#### Problem to solve:
Write all of the entries again. Keep them exactly as they are.

(Records from a collection)
'''

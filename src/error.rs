//! Client error types.
//!
//! Errors are categorized by recoverability:
//!
//! | Category | Variants | Recovery |
//! |----------|----------|----------|
//! | **Transient** | `ServiceUnavailable`, `Timeout` | Poll again later |
//! | **Shape** | `Decode`, `UnknownStatus`, `InvalidShots` | Fix input or payload |
//! | **Job-level** | `SubmissionFailed`, `JobFailed`, `JobNotFound` | Resubmit or abort |
//! | **Auth** | `AuthenticationFailed` | Re-authenticate |
//! | **Config** | `Configuration` | Fix configuration |
//! | **Transport** | `Http` | Inspect the server response |

use serde::de::DeserializeOwned;
use thiserror::Error;

use crate::job::JobId;

/// Errors that can occur while building records or talking to the service.
#[derive(Debug, Error)]
#[non_exhaustive]
pub enum ClientError {
    // ── Transient errors ─────────────────────────────────────────────
    /// The execution service is not reachable right now.
    #[error("Service not available: {0}")]
    ServiceUnavailable(String),

    /// Gave up waiting for a job to reach a terminal status.
    #[error("Timeout waiting for job {0}")]
    Timeout(JobId),

    // ── Shape errors (fail at construction) ──────────────────────────
    /// A payload did not match the expected record shape.
    #[error("Malformed payload: {0}")]
    Decode(#[from] serde_json::Error),

    /// Text that is not one of the five canonical status tokens.
    #[error("Unknown job status: {0:?}")]
    UnknownStatus(String),

    /// Shot count must be positive.
    #[error("Invalid number of shots: {0}")]
    InvalidShots(u32),

    // ── Job-level errors ─────────────────────────────────────────────
    /// The service refused the submission.
    #[error("Job submission failed: {0}")]
    SubmissionFailed(String),

    /// The job finished with status `error`.
    #[error("Job {0} failed")]
    JobFailed(JobId),

    /// No job with this identifier exists for the user.
    #[error("Job not found: {0}")]
    JobNotFound(JobId),

    // ── Auth errors ──────────────────────────────────────────────────
    /// Credentials were rejected (re-authenticate).
    #[error("Authentication failed: {0}")]
    AuthenticationFailed(String),

    // ── Config errors ────────────────────────────────────────────────
    /// Client-side settings are unusable (fix configuration).
    #[error("Configuration error: {0}")]
    Configuration(String),

    // ── Transport errors ─────────────────────────────────────────────
    /// Non-success HTTP answer surfaced by an `Api` implementation.
    #[error("HTTP error with status {status}: {message}")]
    Http { status: u16, message: String },
}

impl ClientError {
    /// Returns `true` if this error is transient and the operation may succeed later.
    pub fn is_transient(&self) -> bool {
        matches!(self, Self::ServiceUnavailable(_) | Self::Timeout(_))
    }
}

/// Result type for client operations.
pub type ClientResult<T> = Result<T, ClientError>;

/// Decode a raw server payload into one of the crate's records.
///
/// Missing required fields and wrong primitive types fail here, locally,
/// instead of being coerced.
pub fn decode<T: DeserializeOwned>(payload: serde_json::Value) -> ClientResult<T> {
    Ok(serde_json::from_value(payload)?)
}
//! CTRL-format execution: unconditional/conditional branches, `call`,
//! `ret`, and `fault<cc>`.

use crate::branch;
use crate::decode::{ctrl_disp, ctrl_opcode, ctrl_r_bit};
use crate::env::Environment;
use crate::fault::Fault;
use crate::state::{Core, LP};

/// Execute a CTRL-format instruction. `core.ip` must already have been
/// advanced to the address of the following instruction.
pub fn execute<E: Environment>(core: &mut Core, env: &mut E, op: u32) {
    if ctrl_r_bit(op) {
        env.fault(Fault::InvalidOpcode);
        return;
    }

    let efa = core.ip.wrapping_add(ctrl_disp(op) as u32);

    match ctrl_opcode(op) {
        0x08 => branch::b(core, efa),
        0x09 => branch::call(core, env, efa),
        0x0A => branch::ret(core, env),
        0x0B => branch::bal(core, efa, LP),
        0x10..=0x17 => branch::bcc(core, op, efa),
        0x18..=0x1F => {
            if branch::check_cond(core, op) {
                env.fault(Fault::ConstraintRange);
            }
        }
        _ => env.fault(Fault::InvalidOpcode),
    }
}
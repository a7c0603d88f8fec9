//! COBR-format execution: `test<cc>`, `bbc`/`bbs`, `cmpob<cc>`/`cmpib<cc>`.

use crate::bits::bit_select;
use crate::branch;
use crate::compare::cmp;
use crate::decode::{cobr_disp, cobr_operands, cobr_opcode};
use crate::state::Core;

fn set_cond(core: &mut Core, cc: u32) {
    core.set_cc(cc);
}

fn test_cc(core: &mut Core, op: u32, c: usize) {
    core.r[c] = u32::from(branch::check_cond(core, op));
}

fn bb(core: &mut Core, op: u32, a: u32, b: u32, disp: i32) {
    let c0 = bit_select(op, 24);
    let ok = !(bit_select(b, a) ^ c0);
    set_cond(core, if ok { 2 } else { 0 });
    if ok {
        branch::b(core, core.ip.wrapping_add(disp as u32));
    }
}

fn cmp_bcc(core: &mut Core, op: u32, a: u32, b: u32, disp: i32) {
    let integer = bit_select(op, 27);
    cmp(core, a, b, integer);
    branch::bcc(core, op, core.ip.wrapping_add(disp as u32));
}

/// Execute a COBR-format instruction. `core.ip` must already have been
/// advanced to the address of the following instruction.
pub fn execute(core: &mut Core, op: u32) {
    let (a, b, c) = cobr_operands(core, op);
    let disp = cobr_disp(op);
    let opcode = cobr_opcode(op);

    if !bit_select(op, 28) {
        test_cc(core, op, c);
    } else if opcode == 0x30 || opcode == 0x37 {
        bb(core, op, a, b, disp);
    } else {
        cmp_bcc(core, op, a, b, disp);
    }
}

#[cfg(test)]
mod tests {
    use super::*;

    #[test]
    fn cmpibe_branches_on_equal() {
        let mut core = Core::new();
        core.r[4] = 5;
        core.ip = 0x1000;
        // cmpibe r4(literal 5 as c-field), disp=0x10: opcode 0x3A, M1=1, c=5
        let disp_field = 0x10u32 & 0x1FFC;
        let op = (0x3A << 24) | (5 << 19) | (4 << 14) | (1 << 13) | disp_field;
        execute(&mut core, op);
        assert_eq!(core.cc(), 2);
        assert_eq!(core.ip, 0x1010);
    }

    #[test]
    fn testcc_writes_boolean_result() {
        let mut core = Core::new();
        core.set_cc(0b010);
        let op = (0x22 << 24) | (7 << 19); // teste, c = r7
        execute(&mut core, op);
        assert_eq!(core.r[7], 1);
    }
}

'''

#### Output of the exercise:
filename src/error.rs
//! Client error types.
//!
//! Errors are categorized by recoverability:
//!
//! | Category | Variants | Recovery |
//! |----------|----------|----------|
//! | **Transient** | `ServiceUnavailable`, `Timeout` | Poll again later |
//! | **Shape** | `Decode`, `UnknownStatus`, `InvalidShots` | Fix input or payload |
//! | **Job-level** | `SubmissionFailed`, `JobFailed`, `JobNotFound` | Resubmit or abort |
//! | **Auth** | `AuthenticationFailed` | Re-authenticate |
//! | **Config** | `Configuration` | Fix configuration |
//! | **Transport** | `Http` | Inspect the server response |

use serde::de::DeserializeOwned;
use thiserror::Error;

use crate::job::JobId;

/// Errors that can occur while building records or talking to the service.
#[derive(Debug, Error)]
#[non_exhaustive]
pub enum ClientError {
    // ── Transient errors ─────────────────────────────────────────────
    /// The execution service is not reachable right now.
    #[error("Service not available: {0}")]
    ServiceUnavailable(String),

    /// Gave up waiting for a job to reach a terminal status.
    #[error("Timeout waiting for job {0}")]
    Timeout(JobId),

    // ── Shape errors (fail at construction) ──────────────────────────
    /// A payload did not match the expected record shape.
    #[error("Malformed payload: {0}")]
    Decode(#[from] serde_json::Error),

    /// Text that is not one of the five canonical status tokens.
    #[error("Unknown job status: {0:?}")]
    UnknownStatus(String),

    /// Shot count must be positive.
    #[error("Invalid number of shots: {0}")]
    InvalidShots(u32),

    // ── Job-level errors ─────────────────────────────────────────────
    /// The service refused the submission.
    #[error("Job submission failed: {0}")]
    SubmissionFailed(String),

    /// The job finished with status `error`.
    #[error("Job {0} failed")]
    JobFailed(JobId),

    /// No job with this identifier exists for the user.
    #[error("Job not found: {0}")]
    JobNotFound(JobId),

    // ── Auth errors ──────────────────────────────────────────────────
    /// Credentials were rejected (re-authenticate).
    #[error("Authentication failed: {0}")]
    AuthenticationFailed(String),

    // ── Config errors ────────────────────────────────────────────────
    /// Client-side settings are unusable (fix configuration).
    #[error("Configuration error: {0}")]
    Configuration(String),

    // ── Transport errors ─────────────────────────────────────────────
    /// Non-success HTTP answer surfaced by an `Api` implementation.
    #[error("HTTP error with status {status}: {message}")]
    Http { status: u16, message: String },
}

impl ClientError {
    /// Returns `true` if this error is transient and the operation may succeed later.
    pub fn is_transient(&self) -> bool {
        matches!(self, Self::ServiceUnavailable(_) | Self::Timeout(_))
    }
}

/// Result type for client operations.
pub type ClientResult<T> = Result<T, ClientError>;

/// Decode a raw server payload into one of the crate's records.
///
/// Missing required fields and wrong primitive types fail here, locally,
/// instead of being coerced.
pub fn decode<T: DeserializeOwned>(payload: serde_json::Value) -> ClientResult<T> {
    Ok(serde_json::from_value(payload)?)
}
//! CTRL-format execution: unconditional/conditional branches, `call`,
//! `ret`, and `fault<cc>`.

use crate::branch;
use crate::decode::{ctrl_disp, ctrl_opcode, ctrl_r_bit};
use crate::env::Environment;
use crate::fault::Fault;
use crate::state::{Core, LP};

/// Execute a CTRL-format instruction. `core.ip` must already have been
/// advanced to the address of the following instruction.
pub fn execute<E: Environment>(core: &mut Core, env: &mut E, op: u32) {
    if ctrl_r_bit(op) {
        env.fault(Fault::InvalidOpcode);
        return;
    }

    let efa = core.ip.wrapping_add(ctrl_disp(op) as u32);

    match ctrl_opcode(op) {
        0x08 => branch::b(core, efa),
        0x09 => branch::call(core, env, efa),
        0x0A => branch::ret(core, env),
        0x0B => branch::bal(core, efa, LP),
        0x10..=0x17 => branch::bcc(core, op, efa),
        0x18..=0x1F => {
            if branch::check_cond(core, op) {
                env.fault(Fault::ConstraintRange);
            }
        }
        _ => env.fault(Fault::InvalidOpcode),
    }
}
repository a7c0603d88f8fec9
//! COBR-format execution: `test<cc>`, `bbc`/`bbs`, `cmpob<cc>`/`cmpib<cc>`.

use crate::bits::bit_select;
use crate::branch;
use crate::compare::cmp;
use crate::decode::{cobr_disp, cobr_operands, cobr_opcode};
use crate::state::Core;

fn set_cond(core: &mut Core, cc: u32) {
    core.set_cc(cc);
}

fn test_cc(core: &mut Core, op: u32, c: usize) {
    core.r[c] = u32::from(branch::check_cond(core, op));
}

fn bb(core: &mut Core, op: u32, a: u32, b: u32, disp: i32) {
    let c0 = bit_select(op, 24);
    let ok = !(bit_select(b, a) ^ c0);
    set_cond(core, if ok { 2 } else { 0 });
    if ok {
        branch::b(core, core.ip.wrapping_add(disp as u32));
    }
}

fn cmp_bcc(core: &mut Core, op: u32, a: u32, b: u32, disp: i32) {
    let integer = bit_select(op, 27);
    cmp(core, a, b, integer);
    branch::bcc(core, op, core.ip.wrapping_add(disp as u32));
}

/// Execute a COBR-format instruction. `core.ip` must already have been
/// advanced to the address of the following instruction.
pub fn execute(core: &mut Core, op: u32) {
    let (a, b, c) = cobr_operands(core, op);
    let disp = cobr_disp(op);
    let opcode = cobr_opcode(op);

    if !bit_select(op, 28) {
        test_cc(core, op, c);
    } else if opcode == 0x30 || opcode == 0x37 {
        bb(core, op, a, b, disp);
    } else {
        cmp_bcc(core, op, a, b, disp);
    }
}

#[cfg(test)]
mod tests {
    use super::*;

    #[test]
    fn cmpibe_branches_on_equal() {
        let mut core = Core::new();
        core.r[4] = 5;
        core.ip = 0x1000;
        // cmpibe r4(literal 5 as c-field), disp=0x10: opcode 0x3A, M1=1, c=5
        let disp_field = 0x10u32 & 0x1FFC;
        let op = (0x3A << 24) | (5 << 19) | (4 << 14) | (1 << 13) | disp_field;
        execute(&mut core, op);
        assert_eq!(core.cc(), 2);
        assert_eq!(core.ip, 0x1010);
    }

    #[test]
    fn testcc_writes_boolean_result() {
        let mut core = Core::new();
        core.set_cc(0b010);
        let op = (0x22 << 24) | (7 << 19); // teste, c = r7
        execute(&mut core, op);
        assert_eq!(core.r[7], 1);
    }
}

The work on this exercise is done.